Herein discussed in the first of a three part series on "What is the role of Government?" are my thoughts on abortion, education, the military, health care and a number of other fields. Tune in next time for more errant ramblings pertaining to the size of government, finances, the environment and what ever other topics I get around to complaining/pondering about. Till next time 0.
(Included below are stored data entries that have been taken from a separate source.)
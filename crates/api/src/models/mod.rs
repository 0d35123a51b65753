pub mod input;
pub mod script;
pub mod symbol;

pub use input::*;
pub use script::*;
pub use symbol::*;
//! Shape of a parsed script as handed over by an external parser.
//!
//! The outline never parses source text itself. A parser (in-process or out-of-process via
//! JSON) produces a [`ScriptModel`] for every reconcile pass.

use crate::error::Result;
use indexmap::IndexMap;
use serde::{Deserialize, Serialize};
use std::fmt;
use std::path::Path;

/// Insertion-ordered mapping from variable name to variable.
pub type VariableMap = IndexMap<String, ScriptVariable>;

#[derive(Serialize, Deserialize, Debug, Clone, Copy, PartialEq, Eq, Default)]
pub struct VariableAssignment {
    pub start: usize,
    pub end: usize,
}

impl VariableAssignment {
    pub fn new(start: usize, end: usize) -> Self {
        Self { start, end }
    }
}

#[derive(Serialize, Deserialize, Debug, Clone, PartialEq, Eq)]
pub struct ScriptVariable {
    pub name: String,
    /// First assignment in source order; the outline points here.
    pub initial_assignment: VariableAssignment,
    #[serde(default)]
    pub reassignments: Vec<VariableAssignment>,
}

impl ScriptVariable {
    pub fn new(name: impl Into<String>, initial_assignment: VariableAssignment) -> Self {
        Self {
            name: name.into(),
            initial_assignment,
            reassignments: Vec::new(),
        }
    }

    pub fn with_reassignment(mut self, assignment: VariableAssignment) -> Self {
        self.reassignments.push(assignment);
        self
    }
}

#[derive(Serialize, Deserialize, Debug, Clone, PartialEq, Eq)]
pub struct ScriptFunction {
    pub name: String,
    /// Offset of the function declaration.
    pub position: usize,
    /// Distance from `position` to the end of the name token.
    pub length_to_name_end: usize,
    /// Offset of the closing extent of the body.
    pub end: usize,
    #[serde(default)]
    pub variables: VariableMap,
}

impl ScriptFunction {
    pub fn new(name: impl Into<String>, position: usize, length_to_name_end: usize, end: usize) -> Self {
        Self {
            name: name.into(),
            position,
            length_to_name_end,
            end,
            variables: VariableMap::new(),
        }
    }

    pub fn with_variable(mut self, variable: ScriptVariable) -> Self {
        self.variables.insert(variable.name.clone(), variable);
        self
    }
}

/// Token recorded by a parser running in debug mode.
#[derive(Serialize, Deserialize, Debug, Clone, PartialEq, Eq)]
pub struct ParseToken {
    pub start: usize,
    pub end: usize,
    pub text: String,
    /// Short human-readable description of the token type, e.g. `keyword`.
    pub type_description: String,
}

impl ParseToken {
    pub fn new(
        start: usize,
        end: usize,
        text: impl Into<String>,
        type_description: impl Into<String>,
    ) -> Self {
        Self {
            start,
            end,
            text: text.into(),
            type_description: type_description.into(),
        }
    }
}

#[derive(Serialize, Deserialize, Debug, Clone, PartialEq, Eq)]
pub struct ScriptError {
    pub start: usize,
    pub end: usize,
    pub message: String,
}

impl ScriptError {
    pub fn new(start: usize, end: usize, message: impl Into<String>) -> Self {
        Self {
            start,
            end,
            message: message.into(),
        }
    }
}

#[derive(Serialize, Deserialize, Debug, Clone, PartialEq, Eq, Default)]
pub struct ScriptModel {
    #[serde(default)]
    pub functions: Vec<ScriptFunction>,
    #[serde(default)]
    pub variables: VariableMap,
    /// `Some` only when the parser ran in debug mode.
    #[serde(default)]
    pub debug_tokens: Option<Vec<ParseToken>>,
    #[serde(default)]
    pub errors: Vec<ScriptError>,
}

impl ScriptModel {
    pub fn new() -> Self {
        Self::default()
    }

    pub fn from_json_str(json: &str) -> Result<Self> {
        Ok(serde_json::from_str(json)?)
    }

    pub fn load(path: &Path) -> Result<Self> {
        let content = std::fs::read_to_string(path)?;
        Self::from_json_str(&content)
    }

    pub fn with_function(mut self, function: ScriptFunction) -> Self {
        self.functions.push(function);
        self
    }

    pub fn with_variable(mut self, variable: ScriptVariable) -> Self {
        self.variables.insert(variable.name.clone(), variable);
        self
    }

    pub fn with_debug_tokens(mut self, tokens: Vec<ParseToken>) -> Self {
        self.debug_tokens = Some(tokens);
        self
    }

    pub fn with_error(mut self, error: ScriptError) -> Self {
        self.errors.push(error);
        self
    }

    pub fn has_debug_tokens(&self) -> bool {
        self.debug_tokens.is_some()
    }

    pub fn has_errors(&self) -> bool {
        !self.errors.is_empty()
    }

    pub fn debug_tokens(&self) -> &[ParseToken] {
        self.debug_tokens.as_deref().unwrap_or(&[])
    }
}

impl fmt::Display for ScriptModel {
    fn fmt(&self, f: &mut fmt::Formatter<'_>) -> fmt::Result {
        write!(
            f,
            "script model ({} functions, {} variables, {} errors)",
            self.functions.len(),
            self.variables.len(),
            self.errors.len()
        )
    }
}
Its the year before a year divisible by four. That means its not a leap year AND like cicadas all the local wahoos, weirdos, and politicos emerge from their three and three quarters year long hiatus all attempting to take over the poly-sci world. I do not claim to be an economist, a political scientist, a political junky or even much care for politics. I think there is too much politics in politics and too much saying one thing and doing another, or whatever pleases your constituents--sorry pocket books. I think there are too many bloodsucking bureaucrats (That word itself is bureaucratic it has too much ink to sift through to even get at its meaning.), but I do have some of my own hairbrained ideas I would be most honored if any of the hair brains took heed of (Ack!, to use a phrase from the late cartoon Cathy--I have ended a sentence with a preposition, to switch to a phrase from Churchill, "That is something up with which I shall not put." o well.).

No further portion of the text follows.